To do: If a line in the data holds "info", copy that line out in full.

-- Data follows --

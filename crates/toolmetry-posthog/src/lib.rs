//! PostHog backend for the toolmetry tracking contract.
//!
//! Each report becomes one `capture` request carrying the tracker's identity
//! as `distinct_id`. Flag lookups use the `decide` endpoint.
//!
//! Reporting never waits on the network: each request runs on its own
//! background task, tracked so that [`Tracker::shutdown`] can wait for the
//! outstanding ones up to the flush timeout. A failed delivery is logged and
//! dropped, never retried.
//!
//! # Events
//!
//! | event           | properties                                                                 |
//! |-----------------|----------------------------------------------------------------------------|
//! | `tool_executed` | `tool_name`, `duration_ms`, `success: true`, extra                          |
//! | `tool_error`    | `tool_name`, `duration_ms`, `success: false`, `exception_type`, `exception_message`, `exception_stack`?, `arguments`?, extra |
//!
//! Extra properties never replace the fixed ones.

use std::{
    collections::HashMap,
    sync::{
        Mutex, MutexGuard, PoisonError,
        atomic::{AtomicBool, Ordering},
    },
    time::Duration,
};

use async_trait::async_trait;
use serde::{Deserialize, Serialize};
use serde_json::Value;
use toolmetry_core::{
    AnalyticsConfig, DEFAULT_POSTHOG_HOST, ErrorReport, Identity, InvocationOutcome, JsonObject,
    Properties, Tracker, TrackingError,
};
use tokio::task::JoinSet;
use tracing::{debug, info, warn};

pub const TOOL_EXECUTED_EVENT: &str = "tool_executed";
pub const TOOL_ERROR_EVENT: &str = "tool_error";

const DEFAULT_REQUEST_TIMEOUT: Duration = Duration::from_secs(3);
const DEFAULT_FLUSH_TIMEOUT: Duration = Duration::from_secs(3);

/// Connection settings for [`PostHogTracker`].
#[derive(Debug, Clone)]
pub struct PostHogConfig {
    pub api_key: String,
    pub host: String,
    /// Bound on every HTTP request the tracker makes.
    pub request_timeout: Duration,
    /// How long shutdown waits for reports still in flight.
    pub flush_timeout: Duration,
    /// Correlation id to use; a fresh one is generated when absent.
    pub identity: Option<Identity>,
}

impl PostHogConfig {
    pub fn new(api_key: impl Into<String>) -> Self {
        Self {
            api_key: api_key.into(),
            host: DEFAULT_POSTHOG_HOST.to_string(),
            request_timeout: DEFAULT_REQUEST_TIMEOUT,
            flush_timeout: DEFAULT_FLUSH_TIMEOUT,
            identity: None,
        }
    }

    /// Builds connection settings from resolved analytics config.
    ///
    /// Returns `None` when analytics is not configured.
    pub fn from_analytics(config: &AnalyticsConfig) -> Option<Self> {
        if !config.is_configured() {
            return None;
        }
        let api_key = config.api_key.clone()?;
        Some(Self::new(api_key).with_host(config.host.clone()))
    }

    #[must_use]
    pub fn with_host(mut self, host: impl Into<String>) -> Self {
        self.host = host.into();
        self
    }

    #[must_use]
    pub fn with_request_timeout(mut self, timeout: Duration) -> Self {
        self.request_timeout = timeout;
        self
    }

    #[must_use]
    pub fn with_flush_timeout(mut self, timeout: Duration) -> Self {
        self.flush_timeout = timeout;
        self
    }

    #[must_use]
    pub fn with_identity(mut self, identity: Identity) -> Self {
        self.identity = Some(identity);
        self
    }
}

/// [`Tracker`] that delivers to a PostHog project.
#[derive(Debug)]
pub struct PostHogTracker {
    http: reqwest::Client,
    api_key: String,
    host: String,
    identity: Identity,
    flush_timeout: Duration,
    closed: AtomicBool,
    /// Capture requests not yet known to have finished.
    inflight: Mutex<JoinSet<()>>,
}

impl PostHogTracker {
    /// Creates a tracker. No request is made until the first report or flag
    /// query.
    ///
    /// # Errors
    ///
    /// Returns [`TrackingError::Config`] if the key or host is empty and
    /// [`TrackingError::Transport`] if the HTTP client cannot be built.
    pub fn new(config: PostHogConfig) -> Result<Self, TrackingError> {
        let api_key = config.api_key.trim().to_string();
        if api_key.is_empty() {
            return Err(TrackingError::Config("api key must not be empty".into()));
        }
        let host = normalize_host(&config.host)?;

        let http = reqwest::Client::builder()
            .timeout(config.request_timeout)
            .build()
            .map_err(|e| TrackingError::Transport(e.to_string()))?;

        let identity = config.identity.unwrap_or_else(Identity::generate);
        debug!(host = %host, identity = %identity, "posthog tracker ready");

        Ok(Self {
            http,
            api_key,
            host,
            identity,
            flush_timeout: config.flush_timeout,
            closed: AtomicBool::new(false),
            inflight: Mutex::new(JoinSet::new()),
        })
    }

    pub fn host(&self) -> &str {
        &self.host
    }

    pub fn is_closed(&self) -> bool {
        self.closed.load(Ordering::SeqCst)
    }

    /// Number of capture requests still running.
    pub fn pending_reports(&self) -> usize {
        let mut inflight = self.inflight();
        while inflight.try_join_next().is_some() {}
        inflight.len()
    }

    fn inflight(&self) -> MutexGuard<'_, JoinSet<()>> {
        self.inflight.lock().unwrap_or_else(PoisonError::into_inner)
    }

    /// Starts delivery of one event and returns without waiting for it.
    fn dispatch(&self, event: &'static str, tool: &str, properties: JsonObject) {
        let mut inflight = self.inflight();
        // Checked under the lock so shutdown cannot miss a request.
        if self.is_closed() {
            debug!(event, tool, "tracker closed, dropping report");
            return;
        }

        let request = self
            .http
            .post(format!("{}/capture/", self.host))
            .json(&CaptureRequest {
                api_key: &self.api_key,
                event,
                distinct_id: self.identity.as_str(),
                properties,
            });
        let tool = tool.to_string();

        while inflight.try_join_next().is_some() {}
        inflight.spawn(async move {
            if let Err(error) = send_capture(request).await {
                warn!(event, tool = %tool, error = %error, "failed to deliver analytics event");
            }
        });
    }
}

async fn send_capture(request: reqwest::RequestBuilder) -> Result<(), TrackingError> {
    let response = request
        .send()
        .await
        .map_err(|e| TrackingError::Transport(e.to_string()))?;

    let status = response.status();
    if status.is_success() {
        Ok(())
    } else {
        let body = response.text().await.unwrap_or_default();
        Err(TrackingError::Status {
            status: status.as_u16(),
            body,
        })
    }
}

#[async_trait]
impl Tracker for PostHogTracker {
    fn identity(&self) -> &Identity {
        &self.identity
    }

    async fn report_success(&self, outcome: &InvocationOutcome) {
        let properties = success_properties(outcome);
        self.dispatch(TOOL_EXECUTED_EVENT, &outcome.operation_name, properties);
    }

    async fn report_error(&self, report: &ErrorReport) {
        let properties = error_properties(report);
        self.dispatch(TOOL_ERROR_EVENT, &report.operation_name, properties);
    }

    async fn query_flag(&self, flag: &str) -> Result<bool, TrackingError> {
        if self.is_closed() {
            return Err(TrackingError::Closed);
        }

        let body = DecideRequest {
            api_key: &self.api_key,
            distinct_id: self.identity.as_str(),
        };

        let response = self
            .http
            .post(format!("{}/decide/", self.host))
            .query(&[("v", "3")])
            .json(&body)
            .send()
            .await
            .map_err(|e| TrackingError::Transport(e.to_string()))?;

        let status = response.status();
        if !status.is_success() {
            let body = response.text().await.unwrap_or_default();
            return Err(TrackingError::Status {
                status: status.as_u16(),
                body,
            });
        }

        let decide: DecideResponse = response
            .json()
            .await
            .map_err(|e| TrackingError::Decode(e.to_string()))?;

        let enabled = decide
            .feature_flags
            .get(flag)
            .is_some_and(flag_value_enabled);
        debug!(flag, enabled, "flag resolved");
        Ok(enabled)
    }

    async fn shutdown(&self) {
        let mut pending = {
            let mut inflight = self.inflight();
            if self.closed.swap(true, Ordering::SeqCst) {
                return;
            }
            std::mem::take(&mut *inflight)
        };

        let outstanding = pending.len();
        let flush = async {
            while pending.join_next().await.is_some() {}
        };
        if tokio::time::timeout(self.flush_timeout, flush).await.is_err() {
            warn!(
                remaining = pending.len(),
                timeout_ms = self.flush_timeout.as_millis(),
                "analytics flush timed out, dropping pending events"
            );
            pending.abort_all();
        }

        info!(identity = %self.identity, outstanding, "analytics tracker shut down");
    }
}

/// `true` and non-empty multivariate keys enable; everything else does not.
fn flag_value_enabled(value: &Value) -> bool {
    match value {
        Value::Bool(enabled) => *enabled,
        Value::String(variant) => !variant.is_empty(),
        _ => false,
    }
}

fn normalize_host(host: &str) -> Result<String, TrackingError> {
    let trimmed = host.trim().trim_end_matches('/');
    if trimmed.is_empty() {
        return Err(TrackingError::Config("host must not be empty".into()));
    }
    Ok(trimmed.to_string())
}

fn with_extra(extra: &Properties) -> JsonObject {
    let mut properties = JsonObject::new();
    for (key, value) in extra {
        if let Ok(value) = serde_json::to_value(value) {
            properties.insert(key.clone(), value);
        }
    }
    properties
}

fn success_properties(outcome: &InvocationOutcome) -> JsonObject {
    let mut properties = with_extra(&outcome.extra);
    properties.insert("tool_name".into(), outcome.operation_name.clone().into());
    properties.insert("duration_ms".into(), outcome.duration_ms.into());
    properties.insert("success".into(), true.into());
    properties
}

fn error_properties(report: &ErrorReport) -> JsonObject {
    let mut properties = with_extra(&report.extra);
    properties.insert("tool_name".into(), report.operation_name.clone().into());
    properties.insert("duration_ms".into(), report.duration_ms.into());
    properties.insert("success".into(), false.into());
    properties.insert("exception_type".into(), report.error.kind.clone().into());
    properties.insert(
        "exception_message".into(),
        report.error.message.clone().into(),
    );
    if let Some(stack) = &report.error.stack {
        properties.insert("exception_stack".into(), stack.clone().into());
    }
    if let Some(arguments) = &report.arguments {
        properties.insert("arguments".into(), Value::Object(arguments.clone()));
    }
    properties
}

#[derive(Debug, Serialize)]
struct CaptureRequest<'a> {
    api_key: &'a str,
    event: &'a str,
    distinct_id: &'a str,
    properties: JsonObject,
}

#[derive(Debug, Serialize)]
struct DecideRequest<'a> {
    api_key: &'a str,
    distinct_id: &'a str,
}

#[derive(Debug, Deserialize)]
struct DecideResponse {
    #[serde(rename = "featureFlags", default)]
    feature_flags: HashMap<String, Value>,
}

-- Data concluded --

Written response:
use tracing::{debug, info, warn};
        info!(identity = %self.identity, outstanding, "analytics tracker shut down");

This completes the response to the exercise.